TASK TO CARRY OUT: Nothing belongs in the answer except the lines of the material that include "FieldErrorDto".

EXTRACTED ENTRIES:
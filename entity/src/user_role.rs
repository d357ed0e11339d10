use sea_orm::entity::prelude::*;

#[derive(Clone, Debug, PartialEq, Eq, DeriveEntityModel)]
#[sea_orm(table_name = "user_role")]
pub struct Model {
    #[sea_orm(primary_key)]
    pub id: i32,
    pub user_id: i32,
    pub role: String,
    pub created_at: DateTime,
}

#[derive(Copy, Clone, Debug, EnumIter, DeriveRelation)]
pub enum Relation {
    #[sea_orm(
        belongs_to = "super::user::Entity",
        from = "Column::UserId",
        to = "super::user::Column::Id",
        on_update = "Cascade",
        on_delete = "Cascade"
    )]
    User,
}

impl Related<super::user::Entity> for Entity {
    fn to() -> RelationDef {
        Relation::User.def()
    }
}

impl ActiveModelBehavior for ActiveModel {}
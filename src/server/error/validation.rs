use axum::{
    http::StatusCode,
    response::{IntoResponse, Response},
    Json,
};
use thiserror::Error;

use crate::model::api::{FieldErrorDto, ValidationErrorDto};

/// A single failed validation rule, keyed by the request property it applies to.
#[derive(Debug, Clone, PartialEq, Eq)]
pub struct FieldError {
    pub property: String,
    pub message: String,
}

impl FieldError {
    pub fn new(property: impl Into<String>, message: impl Into<String>) -> Self {
        Self {
            property: property.into(),
            message: message.into(),
        }
    }
}

/// Request failed one or more field validation rules.
#[derive(Error, Debug)]
#[error("Validation failed: {errors:?}")]
pub struct ValidationError {
    pub errors: Vec<FieldError>,
}

impl ValidationError {
    /// Validation error consisting of a single field failure.
    pub fn single(property: impl Into<String>, message: impl Into<String>) -> Self {
        Self {
            errors: vec![FieldError::new(property, message)],
        }
    }
}

impl From<FieldError> for ValidationError {
    fn from(error: FieldError) -> Self {
        Self {
            errors: vec![error],
        }
    }
}

impl IntoResponse for ValidationError {
    fn into_response(self) -> Response {
        tracing::debug!(errors = ?self.errors, "Request failed validation");

        (
            StatusCode::BAD_REQUEST,
            Json(ValidationErrorDto {
                message: "Validation failed".to_string(),
                errors: self
                    .errors
                    .into_iter()
                    .map(|e| FieldErrorDto {
                        property: e.property,
                        message: e.message,
                    })
                    .collect(),
            }),
        )
            .into_response()
    }
}
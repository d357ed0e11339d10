mod register_shelter;

use std::{
    sync::atomic::{AtomicU32, Ordering},
    time::Duration,
};

use async_trait::async_trait;
use pawfect_test_utils::prelude::*;

use crate::server::{
    error::{identity::IdentityError, shelter::ShelterError, Error},
    identity::{DatabaseIdentityProvider, Identity, IdentityProvider, NewAccount, Role},
    service::{
        retry::RetryContext,
        shelter::{RoleRevocation, ShelterService},
    },
};

/// Identity provider whose role grants and the first `failures` revocations fail as if the
/// identity store were unreachable.
struct FlakyIdentityProvider {
    inner: DatabaseIdentityProvider,
    failures: u32,
    failure: fn() -> Error,
    revoke_calls: AtomicU32,
}

fn identity_store_offline() -> Error {
    IdentityError::Unavailable("identity store offline".to_string()).into()
}

impl FlakyIdentityProvider {
    fn new(test: &TestContext, failures: u32) -> Self {
        Self {
            inner: DatabaseIdentityProvider::new(test.db.clone()),
            failures,
            failure: identity_store_offline,
            revoke_calls: AtomicU32::new(0),
        }
    }

    /// Fail revocations with `failure` instead of an identity store outage
    fn with_failure(mut self, failure: fn() -> Error) -> Self {
        self.failure = failure;
        self
    }

    fn revoke_calls(&self) -> u32 {
        self.revoke_calls.load(Ordering::SeqCst)
    }
}

#[async_trait]
impl IdentityProvider for FlakyIdentityProvider {
    async fn create_account(&self, account: NewAccount) -> Result<entity::user::Model, Error> {
        self.inner.create_account(account).await
    }

    async fn verify_credentials(
        &self,
        email: &str,
        password: &str,
    ) -> Result<Option<entity::user::Model>, Error> {
        self.inner.verify_credentials(email, password).await
    }

    async fn resolve(&self, user_id: i32) -> Result<Option<Identity>, Error> {
        self.inner.resolve(user_id).await
    }

    async fn grant_role(&self, _user_id: i32, _role: Role) -> Result<(), Error> {
        Err(identity_store_offline())
    }

    async fn revoke_role(&self, user_id: i32, role: Role) -> Result<(), Error> {
        let call = self.revoke_calls.fetch_add(1, Ordering::SeqCst) + 1;
        if call <= self.failures {
            return Err((self.failure)());
        }

        self.inner.revoke_role(user_id, role).await
    }
}

fn fast_retry() -> RetryContext {
    RetryContext::new().with_initial_backoff(Duration::from_millis(1))
}
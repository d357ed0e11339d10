//! Tests for HTTP controller endpoints.
//!
//! Handlers are called directly with the test database state and a memory-backed session,
//! asserting on the status codes they respond with.

mod adoption;
mod auth;
mod pet;
mod shelter;
mod user;
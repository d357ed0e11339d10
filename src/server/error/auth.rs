use axum::{
    http::StatusCode,
    response::{IntoResponse, Response},
};
use thiserror::Error;

use crate::server::error::context::ErrorContext;

#[derive(Error, Debug)]
pub enum AuthError {
    #[error("User ID is not present in session")]
    UserNotInSession,
    #[error("User ID {0:?} not found in database despite having an active session")]
    UserNotInDatabase(i32),
    #[error("User with ID {user_id} is missing the required role {role}")]
    MissingRole { user_id: i32, role: &'static str },
    #[error("Invalid email or password")]
    InvalidCredentials,
}

impl IntoResponse for AuthError {
    fn into_response(self) -> Response {
        let status = match self {
            Self::UserNotInSession | Self::UserNotInDatabase(_) | Self::InvalidCredentials => {
                StatusCode::UNAUTHORIZED
            }
            Self::MissingRole { .. } => StatusCode::FORBIDDEN,
        };

        ErrorContext::new("Auth").respond(status, &self)
    }
}
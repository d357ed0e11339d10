use chrono::NaiveDate;

use crate::server::error::validation::FieldError;

const BIRTHDATE_FORMAT: &str = "%Y-%m-%d";

/// Parses a `yyyy-MM-dd` birthdate that must not lie after `today`.
///
/// chrono accepts padded, signed, and unpadded fields, so the exact `dddd-dd-dd` shape is
/// checked before parsing.
pub fn parse_birthdate(value: &str, today: NaiveDate) -> Result<NaiveDate, FieldError> {
    let invalid_format = || {
        FieldError::new(
            "birthdate",
            "Birthdate must be a valid date in the format yyyy-MM-dd",
        )
    };

    if !has_birthdate_shape(value) {
        return Err(invalid_format());
    }

    let birthdate =
        NaiveDate::parse_from_str(value, BIRTHDATE_FORMAT).map_err(|_| invalid_format())?;

    if birthdate > today {
        return Err(FieldError::new(
            "birthdate",
            "Birthdate cannot be in the future",
        ));
    }

    Ok(birthdate)
}

fn has_birthdate_shape(value: &str) -> bool {
    let bytes = value.as_bytes();

    bytes.len() == 10
        && bytes.iter().enumerate().all(|(i, b)| match i {
            4 | 7 => *b == b'-',
            _ => b.is_ascii_digit(),
        })
}
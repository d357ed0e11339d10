use axum::{
    http::StatusCode,
    response::{IntoResponse, Response},
};
use thiserror::Error;

use crate::server::error::context::ErrorContext;

#[derive(Error, Debug)]
pub enum ShelterError {
    #[error("Shelter with ID {0} could not be found")]
    NotFound(i32),
    #[error("User with ID {0} does not have a shelter")]
    NotFoundForUser(i32),
    #[error("User with ID {user_id} does not have permission to access shelter with ID {shelter_id}")]
    NotOwner { shelter_id: i32, user_id: i32 },
    #[error(
        "User with ID {0} already has a shelter, each user can only have one shelter registered at a time"
    )]
    AlreadyRegistered(i32),
}

impl IntoResponse for ShelterError {
    fn into_response(self) -> Response {
        let status = match self {
            Self::NotFound(_) | Self::NotFoundForUser(_) => StatusCode::NOT_FOUND,
            Self::NotOwner { .. } => StatusCode::FORBIDDEN,
            Self::AlreadyRegistered(_) => StatusCode::CONFLICT,
        };

        ErrorContext::new("Shelter").respond(status, &self)
    }
}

YOUR SOLUTION:
use crate::model::api::{FieldErrorDto, ValidationErrorDto};
                    .map(|e| FieldErrorDto {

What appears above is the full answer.